Sometimes security cooperation can be suspended, as was the case after a coup in Mauritania.
While military-civilian work has been growing, two Government Accountability Office reports last year highlighted the lack of coordination between the Defense Department and other agencies. The GAO recommended that Congress require the Pentagon to develop an action plan on how it will address these issues.
Still, the military has had some success working with civilian agencies, both inside and outside of Africa. A U.S. team has been working in Mindanao, an autonomous Muslim region in the southern Philippines where there is an ongoing insurgency. The team is made up of a military advisory group, a USAID mission and representatives from the U.S. Commerce and Treasury departments. This is all done under the auspices of the Filipino government, said Thomas Baltazar, director of the office of military affairs at USAID.
U.S. military personnel train Filipino troops in counterinsurgency tactics. The Filipino army clears the area and hands it over to another Filipino unit. USAID then assists locals in rebuilding their infrastructure, “which includes education and health and all of those sectors that we take for granted,” Baltazar said. The agency works through the governor to provide technical and vocational training and helps establish micro-lending offices.
“If you can provide an alternative livelihood, the people who have been fighting are less likely to go back into the bush and continue to fight,” Baltazar said.
There has been similar partnership in Colombia. U.S. forces provide military training and USAID tackles the civilian end, helping to turn rebels back into productive members of society. USAID has helped to provide job training, counseling and education.
There are times when civilian-military cooperation makes sense and other times when it is inappropriate, Baltazar said. The military should never be involved in banking or setting up government bureaucracies. Those are civilian responsibilities, Baltazar said.
“In most of the developing world, governments are very wary of their respective militaries’ dominance in the government structure,” Baltazar said.

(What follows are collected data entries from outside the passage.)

//! Prompt assembly for the translation backend.
//!
//! Batch calls carry the keys alongside the source texts and demand an
//! index-aligned JSON answer, so responses map back to units by position
//! and a key the model skipped shows up as an explicit null.

use indoc::indoc;

use crate::backend::{BatchRequest, DocumentRequest};

pub const BASE_REQUIREMENTS: &str = indoc! {"
    - Preserve the meaning and tone of the source text
    - Keep placeholders, format specifiers (%@, %d, {name}, {{count}}), and HTML tags exactly as written and in the same order
    - Keep line breaks and surrounding whitespace
    - Do not translate product names, URLs, or code identifiers
"};

/// Prompt for a batched key/value chunk. The answer contract is a JSON
/// object `{\"items\": [...]}` with one string (or null) per input, in
/// input order.
pub fn batch_prompt(request: &BatchRequest<'_>) -> String {
    let mut prompt = format!(
        "You are a professional translator working with {} localization files.\n\n\
         Translate the texts below from {} to {}.\n\n{}",
        request.format, request.source_locale, request.target_locale, BASE_REQUIREMENTS
    );

    if let Some(instructions) = request.instructions {
        prompt.push('\n');
        prompt.push_str(instructions);
        prompt.push('\n');
    }

    prompt.push_str(indoc! {"

        Return a JSON object of the form {\"items\": [...]} with exactly one
        translated string per input, in the same order. Use null for any text
        you cannot translate. Do not return anything else.

        Texts to translate:
    "});

    for (index, (key, text)) in request.items.iter().enumerate() {
        prompt.push_str(&format!("{}. [{}]\n{}\n\n", index + 1, key, text));
    }

    prompt
}

/// Prompt for a whole-document translation. The answer is the translated
/// document only, no JSON wrapper.
pub fn document_prompt(request: &DocumentRequest<'_>) -> String {
    let mut prompt = format!(
        "You are a professional translator working with {} documents.\n\n\
         Translate the document below from {} to {}.\n\n{}",
        request.format, request.source_locale, request.target_locale, BASE_REQUIREMENTS
    );

    if let Some(instructions) = request.instructions {
        prompt.push('\n');
        prompt.push_str(instructions);
        prompt.push('\n');
    }

    prompt.push_str(
        "\nReturn only the translated document, preserving all markup and structure.\n\n",
    );
    prompt.push_str(request.content);
    prompt
}

#[cfg(test)]
mod tests {
    use super::*;
    use crate::formats::FormatType;

    #[test]
    fn test_batch_prompt_lists_items_in_order() {
        let request = BatchRequest {
            source_locale: "en",
            target_locale: "fr",
            format: FormatType::Json,
            instructions: None,
            items: vec![("a.b", "hello"), ("a.c", "world")],
        };
        let prompt = batch_prompt(&request);
        let first = prompt.find("1. [a.b]").unwrap();
        let second = prompt.find("2. [a.c]").unwrap();
        assert!(first < second);
        assert!(prompt.contains("from en to fr"));
    }

    #[test]
    fn test_batch_prompt_includes_instructions() {
        let request = BatchRequest {
            source_locale: "en",
            target_locale: "de",
            format: FormatType::Yaml,
            instructions: Some("Use informal address (du, not Sie)."),
            items: vec![("k", "v")],
        };
        assert!(batch_prompt(&request).contains("informal address"));
    }

    #[test]
    fn test_document_prompt_embeds_content() {
        let request = DocumentRequest {
            source_locale: "en",
            target_locale: "ja",
            format: FormatType::Markdown,
            instructions: None,
            content: "# Hello\n\nBody text.",
        };
        let prompt = document_prompt(&request);
        assert!(prompt.contains("# Hello"));
        assert!(prompt.contains("from en to ja"));
    }
}
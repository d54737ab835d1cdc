//! All error types for the locsmith crate.
//!
//! These are returned from all fallible operations (parsing, flattening,
//! chunk translation, merging, serialization).

use thiserror::Error;

#[derive(Error, Debug)]
pub enum Error {
    #[error("unknown format `{0}`")]
    UnknownFormat(String),

    /// Parse input is not a supported top-level shape (object/mapping).
    /// Fatal for the file; other files in the run continue.
    #[error("invalid structure: {0}")]
    InvalidStructure(String),

    /// A leaf value of an unsupported kind was found during flattening.
    #[error("invalid translation value at \"{path}\": expected string or object, got {found}")]
    InvalidValue { path: String, found: &'static str },

    /// Codec encode/decode mismatch. Internal-invariant violation, not
    /// user-recoverable.
    #[error("key encoding error: {0}")]
    Encoding(String),

    /// A key received no translation after the single retry. Per-key;
    /// reported, does not fail the chunk.
    #[error("no translation produced for key `{key}` in {source_file}")]
    Unresolved { key: String, source_file: String },

    /// A chunk exhausted its external call retry budget. Other chunks and
    /// locales proceed; previously translated content for the affected keys
    /// is kept.
    #[error("chunk {chunk_index} for {source_file} ({locale}) failed after {attempts} attempt(s): {message}")]
    ChunkFailed {
        locale: String,
        source_file: String,
        chunk_index: usize,
        attempts: u32,
        message: String,
    },

    #[error("translation backend error: {message}")]
    Backend {
        message: String,
        #[source]
        source: Option<Box<dyn std::error::Error + Send + Sync>>,
    },

    #[error("invalid configuration: {0}")]
    Config(String),

    #[error("JSON parse error: {0}")]
    Parse(#[from] serde_json::Error),

    #[error("YAML parse error: {0}")]
    YamlParse(#[from] serde_yaml::Error),

    #[error("XML parse error: {0}")]
    XmlParse(#[from] quick_xml::Error),

    #[error("CSV parse error: {0}")]
    CsvParse(#[from] csv::Error),

    #[error("I/O error: {0}")]
    Io(#[from] std::io::Error),
}

impl Error {
    /// Creates a new backend error with optional source error
    pub fn backend_error(
        message: impl Into<String>,
        source: Option<Box<dyn std::error::Error + Send + Sync>>,
    ) -> Self {
        Error::Backend {
            message: message.into(),
            source,
        }
    }

    /// Creates a new invalid-structure error
    pub fn invalid_structure(message: impl Into<String>) -> Self {
        Error::InvalidStructure(message.into())
    }
}

#[cfg(test)]
mod tests {
    use super::*;
    use std::io;

    #[test]
    fn test_unknown_format_error() {
        let error = Error::UnknownFormat("ini".to_string());
        assert_eq!(error.to_string(), "unknown format `ini`");
    }

    #[test]
    fn test_invalid_value_error_names_path() {
        let error = Error::InvalidValue {
            path: "menu.items[2]".to_string(),
            found: "number",
        };
        let display = error.to_string();
        assert!(display.contains("menu.items[2]"));
        assert!(display.contains("number"));
    }

    #[test]
    fn test_chunk_failed_error() {
        let error = Error::ChunkFailed {
            locale: "fr".to_string(),
            source_file: "locales/en.json".to_string(),
            chunk_index: 3,
            attempts: 4,
            message: "connection reset".to_string(),
        };
        let display = error.to_string();
        assert!(display.contains("chunk 3"));
        assert!(display.contains("fr"));
        assert!(display.contains("connection reset"));
    }

    #[test]
    fn test_backend_error_with_source() {
        let source = Box::new(io::Error::new(io::ErrorKind::TimedOut, "timed out"));
        let error = Error::backend_error("request failed", Some(source));
        assert!(error.to_string().contains("request failed"));
    }

    #[test]
    fn test_io_error() {
        let io_error = io::Error::new(io::ErrorKind::NotFound, "File not found");
        let error = Error::Io(io_error);
        assert!(error.to_string().contains("I/O error"));
    }

    #[test]
    fn test_error_display_is_nonempty() {
        let errors = vec![
            Error::UnknownFormat("test".to_string()),
            Error::InvalidStructure("test".to_string()),
            Error::Encoding("test".to_string()),
            Error::Config("test".to_string()),
        ];

        for error in errors {
            let display = format!("{}", error);
            assert!(!display.is_empty());
            assert!(display.contains("test"));
        }
    }
}
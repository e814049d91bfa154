//! Public and internal types for the remdex API and pipeline.

use serde::Serialize;
use std::fmt;
use std::time::Duration;

use crate::utils::config::{BatchDefaults, FilterDefaults, PoolDefaults};

/// One listing result from the remote side. Immutable; consumed once by the transform stage.
#[derive(Clone, Debug, PartialEq, Eq)]
pub struct RemoteEntry {
    /// Full remote path (`/data/a/x.pdf`).
    pub full_path: String,
    /// Base name (`x.pdf`).
    pub name: String,
    /// Size in bytes.
    pub size: u64,
    /// Modification time in milliseconds since epoch; negative before 1970.
    /// [`RemoteEntry::UNKNOWN_MTIME`] when the server did not report one.
    pub modified_ms: i64,
    pub is_dir: bool,
}

impl RemoteEntry {
    pub const UNKNOWN_MTIME: i64 = i64::MIN;

    /// Build an entry for `name` inside `dir`, joining with a single `/`.
    pub fn child_of(dir: &str, name: &str, size: u64, modified_ms: i64, is_dir: bool) -> Self {
        Self {
            full_path: crate::engine::tools::join_remote(dir, name),
            name: name.to_string(),
            size,
            modified_ms,
            is_dir,
        }
    }

    pub fn has_mtime(&self) -> bool {
        self.modified_ms != Self::UNKNOWN_MTIME
    }

    /// `.` and `..` pseudo-entries some servers include in listings.
    pub fn is_special(&self) -> bool {
        self.name == "." || self.name == ".."
    }
}

/// Indexing outcome stored with each record.
#[derive(Clone, Copy, Debug, PartialEq, Eq, Hash, Serialize)]
#[serde(rename_all = "SCREAMING_SNAKE_CASE")]
pub enum IndexingStatus {
    Pending,
    Completed,
    Failed,
}

impl IndexingStatus {
    pub fn as_str(&self) -> &'static str {
        match self {
            IndexingStatus::Pending => "PENDING",
            IndexingStatus::Completed => "COMPLETED",
            IndexingStatus::Failed => "FAILED",
        }
    }
}

impl fmt::Display for IndexingStatus {
    fn fmt(&self, f: &mut fmt::Formatter<'_>) -> fmt::Result {
        f.write_str(self.as_str())
    }
}

/// Downstream (reorganisation) status written alongside each record.
#[derive(Clone, Copy, Debug, PartialEq, Eq)]
pub enum ReorgStatus {
    Pending,
    Skipped,
}

impl ReorgStatus {
    /// Failed indexing must not leave the downstream consumer waiting on the record.
    pub fn for_indexing(status: IndexingStatus) -> Self {
        match status {
            IndexingStatus::Failed => ReorgStatus::Skipped,
            _ => ReorgStatus::Pending,
        }
    }

    pub fn as_str(&self) -> &'static str {
        match self {
            ReorgStatus::Pending => "PENDING",
            ReorgStatus::Skipped => "SKIPPED",
        }
    }
}

/// The unit persisted to the document store (one per non-filtered entry).
#[derive(Clone, Debug, PartialEq, Eq, Serialize)]
pub struct FileRecord {
    /// Hex hash of `source_path`; the upsert key.
    pub unique_id: String,
    pub source_path: String,
    pub file_name: String,
    /// Lower-cased, without the dot. Empty when the name has no dot.
    pub extension: String,
    pub size: u64,
    /// Modification time in milliseconds since epoch.
    pub last_modified_ms: i64,
    pub status: IndexingStatus,
    /// When the transform produced this record (ms since epoch).
    pub indexed_at_ms: i64,
    /// `Kind: message`, at most [`FilterDefaults::MAX_ERROR_LEN`] characters.
    pub error: Option<String>,
}

impl FileRecord {
    pub fn is_failed(&self) -> bool {
        self.status == IndexingStatus::Failed
    }
}

/// Why the transform stage dropped an entry.
#[derive(Clone, Copy, Debug, PartialEq, Eq, Hash)]
pub enum FilterReason {
    /// Entry has no name or no path (the null entry).
    Empty,
    Directory,
    Hidden,
    Temporary,
    SizeOutOfBounds,
}

/// Result of transforming one entry: dropped by a filter, or exactly one record.
#[derive(Clone, Debug, PartialEq, Eq)]
pub enum TransformOutcome {
    Filtered(FilterReason),
    Record(FileRecord),
}

/// Pipeline run state. `Failed` and `Cancelled` are reachable from any non-idle state.
#[derive(Clone, Copy, Debug, PartialEq, Eq, Serialize)]
#[serde(rename_all = "SCREAMING_SNAKE_CASE")]
pub enum RunState {
    Idle,
    Discovering,
    Streaming,
    Draining,
    Completed,
    Failed,
    Cancelled,
}

impl RunState {
    pub fn is_terminal(&self) -> bool {
        matches!(
            self,
            RunState::Completed | RunState::Failed | RunState::Cancelled
        )
    }
}

/// Session pool options.
#[derive(Clone, Debug)]
pub struct PoolOpts {
    /// Maximum concurrently open sessions (active + idle).
    pub max_size: usize,
    /// Idle sessions never evicted below this count.
    pub min_idle: usize,
    /// Sessions created eagerly when the pool is built. 0 = fully lazy.
    pub initial_size: usize,
    /// Default wait used by callers that don't pass their own timeout.
    pub max_wait: Duration,
    /// Validate before handing a session to a caller.
    pub test_on_borrow: bool,
    /// Validate a few idle sessions on each eviction sweep.
    pub test_while_idle: bool,
    /// Interval between background eviction sweeps. `None` disables the evictor thread.
    pub eviction_interval: Option<Duration>,
    /// Idle time after which a session is evicted.
    pub min_evictable_idle: Duration,
    /// Idle sessions validated per sweep when `test_while_idle`.
    pub tests_per_eviction_run: usize,
}

impl Default for PoolOpts {
    fn default() -> Self {
        Self {
            max_size: PoolDefaults::MAX_SIZE,
            min_idle: PoolDefaults::MIN_IDLE,
            initial_size: 0,
            max_wait: PoolDefaults::MAX_WAIT,
            test_on_borrow: true,
            test_while_idle: true,
            eviction_interval: Some(PoolDefaults::EVICTION_INTERVAL),
            min_evictable_idle: PoolDefaults::MIN_EVICTABLE_IDLE,
            tests_per_eviction_run: PoolDefaults::TESTS_PER_EVICTION_RUN,
        }
    }
}

/// Transform-stage filter bounds (inclusive).
#[derive(Clone, Copy, Debug)]
pub struct FilterOpts {
    pub min_size: u64,
    pub max_size: u64,
}

impl Default for FilterOpts {
    fn default() -> Self {
        Self {
            min_size: FilterDefaults::MIN_SIZE,
            max_size: FilterDefaults::MAX_SIZE,
        }
    }
}

/// Options for one indexing run.
#[derive(Clone, Debug)]
pub struct RunOpts {
    /// Entries moved together through transform and persist.
    pub chunk_size: usize,
    /// Transform worker threads (independent of the session pool size).
    pub workers: usize,
    /// Entry-scoped errors tolerated before the run fails.
    pub skip_limit: usize,
    /// Total attempts for one directory listing before the run fails.
    pub retry_limit: u32,
    /// Pause between listing attempts.
    pub retry_backoff: Duration,
    /// How long a listing waits for a session.
    pub acquire_timeout: Duration,
    pub filter: FilterOpts,
}

impl Default for RunOpts {
    fn default() -> Self {
        Self {
            chunk_size: BatchDefaults::CHUNK_SIZE,
            workers: BatchDefaults::WORKERS,
            skip_limit: BatchDefaults::SKIP_LIMIT,
            retry_limit: BatchDefaults::RETRY_LIMIT,
            retry_backoff: BatchDefaults::RETRY_BACKOFF,
            acquire_timeout: PoolDefaults::MAX_WAIT,
            filter: FilterOpts::default(),
        }
    }
}

/// Full options (CLI and settings file). Library callers use [`PoolOpts`] and [`RunOpts`] directly.
#[derive(Clone, Debug, Default)]
pub struct Opts {
    /// Remote root to index.
    pub root: String,
    /// SQLite store path. When None, uses the package default filename in the working directory.
    pub db_path: Option<std::path::PathBuf>,
    pub sftp: SftpOpts,
    pub pool: PoolOpts,
    pub run: RunOpts,
    /// Show progress bar (verbose mode).
    pub verbose: bool,
    /// Print pool stats as JSON after the run.
    pub print_stats: bool,
}

/// Connection settings for the SFTP backend.
#[derive(Clone, Debug)]
pub struct SftpOpts {
    pub host: String,
    pub port: u16,
    pub user: String,
    pub connect_timeout: Duration,
}

impl Default for SftpOpts {
    fn default() -> Self {
        Self {
            host: String::new(),
            port: 22,
            user: String::new(),
            connect_timeout: PoolDefaults::CONNECT_TIMEOUT,
        }
    }
}
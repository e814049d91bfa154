//! Open the store database.

use rusqlite::Connection;
use std::path::Path;
use std::time::Duration;

use super::{SCHEMA, WAL_PRAGMAS};

/// Background runs and the CLI may share one file; writers wait this long on a locked DB.
const BUSY_TIMEOUT: Duration = Duration::from_secs(5);

fn prepare(conn: &Connection, file_backed: bool) -> rusqlite::Result<()> {
    if file_backed {
        conn.query_row("PRAGMA journal_mode = WAL", [], |_| Ok(()))?;
        conn.execute_batch(WAL_PRAGMAS)?;
        conn.busy_timeout(BUSY_TIMEOUT)?;
    }
    conn.execute_batch(SCHEMA)
}

/// Open or create the store DB at `path`. Schema creation is idempotent.
pub fn open_connection(path: &Path) -> rusqlite::Result<Connection> {
    let conn = Connection::open(path)?;
    prepare(&conn, true)?;
    Ok(conn)
}

/// Same schema, no WAL. Used by tests.
pub fn open_connection_in_memory() -> rusqlite::Result<Connection> {
    let conn = Connection::open_in_memory()?;
    prepare(&conn, false)?;
    Ok(conn)
}
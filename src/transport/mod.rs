//! Remote transport access
//!
//! The pool and pipeline only need four primitives from a backend: connect, list a
//! directory, probe liveness, close. Everything protocol-specific stays behind these
//! traits.
//!
//! ```text
//! ┌──────────────────────────────────────────────┐
//! │               RemoteTransport                │
//! │  - connect() -> Session (expensive)          │
//! └──────────────────────┬───────────────────────┘
//!                        │ owned by SessionPool
//!                        ▼
//! ┌──────────────────────────────────────────────┐
//! │               RemoteSession                  │
//! │  - list(dir) -> Vec<RemoteEntry>             │
//! │  - is_alive() (cheap probe)                  │
//! │  - close()                                   │
//! └──────────────────────────────────────────────┘
//! ```
//!
//! Backends: [`LocalTransport`] (a locally reachable tree, e.g. a mounted share),
//! `MemoryTransport` (in-memory tree with fault injection, feature `test-support`) and,
//! with the `sftp` feature, `SftpTransport`.

pub mod local;
#[cfg(any(test, feature = "test-support"))]
pub mod memory;
#[cfg(feature = "sftp")]
pub mod sftp;

pub use local::{LocalSession, LocalTransport};
#[cfg(any(test, feature = "test-support"))]
pub use memory::{MemorySession, MemoryTransport};
#[cfg(feature = "sftp")]
pub use sftp::{SftpSession, SftpTransport};

use crate::RemoteEntry;
use crate::error::TransportResult;

/// An open, authenticated connection. Not shared: one borrower at a time.
pub trait RemoteSession: Send {
    /// List the children of `path`. May include `.`/`..`; callers skip them.
    fn list(&mut self, path: &str) -> TransportResult<Vec<RemoteEntry>>;

    /// Cheap liveness probe (e.g. a trivial remote command).
    fn is_alive(&mut self) -> bool;

    /// Close the underlying connection. Idempotent.
    fn close(&mut self);
}

/// Factory for sessions against one remote endpoint.
pub trait RemoteTransport: Send + Sync {
    type Session: RemoteSession;

    /// Open a new session. Expensive; the pool calls this lazily.
    fn connect(&self) -> TransportResult<Self::Session>;

    /// Human-readable endpoint for logs (`host:port`, a directory, ...).
    fn target(&self) -> String;
}
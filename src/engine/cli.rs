//! CLI command handler: build options, open the store, run one indexing run.

use anyhow::{Context, Result, anyhow};
use colored::Colorize;
use log::debug;
use std::path::Path;
use std::sync::Arc;
use std::sync::atomic::{AtomicBool, Ordering};

use crate::Opts;
use crate::engine::arg_parser::{Cli, TransportKind};
use crate::engine::db_ops::{DocumentStore, SqliteStore};
use crate::engine::progress::RunProgress;
use crate::pipeline::{ChunkCallback, Coordinator, RunReport};
use crate::pool::SessionPool;
use crate::transport::{LocalTransport, RemoteTransport};
use crate::types::RunState;
use crate::utils::{apply_file_to_opts, load_settings_toml, setup_logging};

/// Defaults → `.remdex.toml` in `dir` → CLI flags.
fn setup_opts(cli: &Cli, dir: &Path) -> Opts {
    let mut opts = Opts {
        root: cli.root.clone(),
        ..Default::default()
    };
    if let Some(file) = load_settings_toml(dir) {
        apply_file_to_opts(&file, &mut opts);
    }
    if let Some(ref db) = cli.db {
        opts.db_path = Some(db.clone());
    }
    if let Some(ref host) = cli.host {
        opts.sftp.host = host.clone();
    }
    if let Some(port) = cli.port {
        opts.sftp.port = port;
    }
    if let Some(ref user) = cli.user {
        opts.sftp.user = user.clone();
    }
    if let Some(n) = cli.pool_size {
        opts.pool.max_size = n;
    }
    if let Some(n) = cli.chunk_size {
        opts.run.chunk_size = n;
    }
    if let Some(n) = cli.workers {
        opts.run.workers = n;
    }
    if let Some(n) = cli.retry_limit {
        opts.run.retry_limit = n;
    }
    if let Some(n) = cli.skip_limit {
        opts.run.skip_limit = n;
    }
    if let Some(n) = cli.min_size {
        opts.run.filter.min_size = n;
    }
    if let Some(n) = cli.max_size {
        opts.run.filter.max_size = n;
    }
    opts.verbose = cli.is_verbose();
    opts.print_stats = cli.stats.unwrap_or(false);
    opts
}

fn print_summary(report: &RunReport) {
    let state = match report.state {
        RunState::Completed => "COMPLETED".green().bold(),
        RunState::Cancelled => "CANCELLED".yellow().bold(),
        _ => "FAILED".red().bold(),
    };
    println!("{} run {} on {}", state, report.run_id, report.root.cyan());
    println!(
        "  {} processed, {} indexed, {} failed, {} filtered, {} skipped",
        report.processed,
        report.indexed.to_string().green(),
        report.failed.to_string().red(),
        report.filtered,
        report.skipped
    );
    println!(
        "  {} inserted, {} updated, {} directories, {} chunks",
        report.inserted, report.updated, report.directories, report.chunks
    );
    println!(
        "  {} ({:.1} files/s)",
        report.duration, report.throughput
    );
    if let Some(ref context) = report.error_context {
        for line in context.lines() {
            println!("  {}", line.red());
        }
    }
}

/// Build the pool over `transport`, run once, report.
fn run_with<T: RemoteTransport + 'static>(
    transport: T,
    root: &str,
    opts: &Opts,
    store: Arc<dyn DocumentStore>,
    cancel: &AtomicBool,
) -> Result<()> {
    let pool = SessionPool::new(transport, opts.pool.clone());
    let coordinator = Coordinator::new(Arc::clone(&pool), store);

    let progress = opts.verbose.then(|| Arc::new(RunProgress::new("Indexing")));
    let on_chunk: Option<Box<ChunkCallback>> = progress.clone().map(|progress| {
        Box::new(move |report: &RunReport| progress.on_chunk(report)) as Box<ChunkCallback>
    });

    let report = coordinator.run(root, &opts.run, cancel, on_chunk.as_deref())?;
    if let Some(ref progress) = progress {
        progress.finish();
    }
    print_summary(&report);

    if opts.print_stats {
        println!(
            "{}",
            serde_json::to_string_pretty(&pool.extended_stats()).context("serialize pool stats")?
        );
    }
    pool.log_stats();
    pool.close();

    match report.state {
        RunState::Completed => Ok(()),
        RunState::Cancelled => Err(anyhow!(
            "Indexing cancelled by user; chunks written so far are kept"
        )),
        _ => Err(anyhow!(
            "Indexing failed: {}",
            report.error.as_deref().unwrap_or("unknown error")
        )),
    }
}

/// Index `cli.root` once.
pub fn handle_run(cli: &Cli) -> Result<()> {
    setup_logging(cli.is_verbose());
    let cwd = std::env::current_dir().context("read working directory")?;
    let opts = setup_opts(cli, &cwd);
    debug!("{} CONFIG:{:#?}", env!("CARGO_PKG_NAME").to_uppercase(), opts);

    let db_path = opts.db_path.clone().unwrap_or_else(|| cli.db_path(&cwd));
    let store: Arc<dyn DocumentStore> = Arc::new(
        SqliteStore::open(&db_path)
            .with_context(|| format!("open store {}", db_path.display()))?,
    );

    let cancel = Arc::new(AtomicBool::new(false));
    let cancel_handler = Arc::clone(&cancel);
    ctrlc::set_handler(move || {
        cancel_handler.store(true, Ordering::Relaxed);
    })
    .context("set Ctrl+C handler")?;

    match cli.transport {
        TransportKind::Local => {
            let root = std::fs::canonicalize(&opts.root)
                .with_context(|| format!("resolve root {}", opts.root))?;
            let root = root.to_string_lossy().into_owned();
            run_with(LocalTransport::new("/"), &root, &opts, store, &cancel)
        }
        TransportKind::Sftp => run_sftp(&cwd, &opts, store, &cancel),
    }
}

#[cfg(feature = "sftp")]
fn run_sftp(
    cwd: &Path,
    opts: &Opts,
    store: Arc<dyn DocumentStore>,
    cancel: &AtomicBool,
) -> Result<()> {
    use crate::transport::SftpTransport;
    use crate::utils::get_sftp_password;

    if opts.sftp.host.is_empty() || opts.sftp.user.is_empty() {
        return Err(anyhow!(
            "SFTP transport needs --host and --user (or [sftp] in the settings file)"
        ));
    }
    let account = format!("{}@{}", opts.sftp.user, opts.sftp.host);
    let password = get_sftp_password(cwd, &account)?;
    let transport = SftpTransport::new(opts.sftp.clone(), password);
    run_with(transport, &opts.root, opts, store, cancel)
}

#[cfg(not(feature = "sftp"))]
fn run_sftp(
    _cwd: &Path,
    _opts: &Opts,
    _store: Arc<dyn DocumentStore>,
    _cancel: &AtomicBool,
) -> Result<()> {
    log::warn!("SFTP support was not compiled in");
    Err(anyhow!(
        "this build has no SFTP support; rebuild with `--features sftp`"
    ))
}
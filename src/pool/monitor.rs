//! Pool statistics and health classification.

use log::{info, warn};
use serde::Serialize;
use std::fmt;

use crate::utils::config::HealthThresholds;

/// Point-in-time view of the pool.
#[derive(Clone, Copy, Debug, PartialEq, Eq, Serialize)]
pub struct PoolStats {
    pub active: usize,
    pub idle: usize,
    pub max_total: usize,
    /// Sessions created since start (or last counter reset).
    pub created: u64,
    pub destroyed: u64,
}

#[derive(Clone, Copy, Debug, PartialEq, Eq, Serialize)]
#[serde(rename_all = "SCREAMING_SNAKE_CASE")]
pub enum PoolHealth {
    Healthy,
    Warning,
    Degraded,
    Critical,
}

impl fmt::Display for PoolHealth {
    fn fmt(&self, f: &mut fmt::Formatter<'_>) -> fmt::Result {
        let s = match self {
            PoolHealth::Healthy => "HEALTHY",
            PoolHealth::Warning => "WARNING",
            PoolHealth::Degraded => "DEGRADED",
            PoolHealth::Critical => "CRITICAL",
        };
        f.write_str(s)
    }
}

/// [`PoolStats`] plus borrow counters and derived health.
#[derive(Clone, Copy, Debug, Serialize)]
pub struct ExtendedPoolStats {
    #[serde(flatten)]
    pub stats: PoolStats,
    pub borrows: u64,
    pub returns: u64,
    pub failures: u64,
    /// Active sessions as a percentage of `max_total`.
    pub utilization: f64,
    pub health: PoolHealth,
}

impl ExtendedPoolStats {
    pub fn new(stats: PoolStats, borrows: u64, returns: u64, failures: u64) -> Self {
        let utilization = if stats.max_total == 0 {
            0.0
        } else {
            stats.active as f64 / stats.max_total as f64 * 100.0
        };
        Self {
            stats,
            borrows,
            returns,
            failures,
            utilization,
            health: classify(utilization, borrows, failures),
        }
    }

    fn failure_rate_exceeded(&self) -> bool {
        self.failures as f64 > self.borrows as f64 * HealthThresholds::MAX_FAILURE_RATE
    }

    /// Utilisation under 90% and failures at most 10% of borrows.
    pub fn is_healthy(&self) -> bool {
        self.utilization < HealthThresholds::HEALTHY_UTILIZATION && !self.failure_rate_exceeded()
    }
}

/// Utilisation is checked before the failure rate: a saturated pool is reported as such
/// even when it also fails.
pub fn classify(utilization: f64, borrows: u64, failures: u64) -> PoolHealth {
    if utilization > HealthThresholds::CRITICAL_UTILIZATION {
        PoolHealth::Critical
    } else if utilization > HealthThresholds::WARNING_UTILIZATION {
        PoolHealth::Warning
    } else if failures as f64 > borrows as f64 * HealthThresholds::MAX_FAILURE_RATE {
        PoolHealth::Degraded
    } else {
        PoolHealth::Healthy
    }
}

/// Warn when the pool is near capacity or destroys most of what it creates.
pub fn check_health(stats: &ExtendedPoolStats) {
    let s = &stats.stats;
    if s.max_total > 0
        && s.active as f64 >= s.max_total as f64 * HealthThresholds::NEAR_CAPACITY
    {
        warn!(
            "Session pool near capacity: {}/{} active",
            s.active, s.max_total
        );
    }
    if s.created > HealthThresholds::DESTRUCTION_MIN_CREATED
        && s.destroyed as f64 > s.created as f64 * HealthThresholds::DESTRUCTION_RATE
    {
        warn!(
            "High session destruction rate: {} destroyed of {} created",
            s.destroyed, s.created
        );
    }
}

pub fn log_stats(stats: &ExtendedPoolStats) {
    let s = &stats.stats;
    info!(
        "Session pool: active={} idle={} max={} created={} destroyed={} borrows={} returns={} failures={} utilization={:.1}% health={}",
        s.active,
        s.idle,
        s.max_total,
        s.created,
        s.destroyed,
        stats.borrows,
        stats.returns,
        stats.failures,
        stats.utilization,
        stats.health
    );
}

Mark Schroeder, Sub-Saharan Africa analyst at Stratfor, said there are many security cooperation success stories, such as Liberia.
“[Security cooperation] has stabilized the country to the effect that no insurgency is going on and the government is not threatened,” he said.
Diplomats have praised Gates’ attempts to highlight the importance of nation-building as a means to prevent full-scale wars, but they remain skeptical that the civilian agencies will have the clout to help achieve these goals considering that the the ratio between military and non-military national security spending is now 17 to 1.
A study released last month by the Rand Corp. and the American Academy of Diplomacy suggested that the United States needs to “shift substantial resources” to the State Department and USAID.
The primary author of the report was Robert Hunter, former U.S. ambassador to NATO. He said the report’s recommendations are in line with Gates’ idea that the United States should have “robust civilian capabilities available [that] could make it less likely that military force will have to be used in the first place.”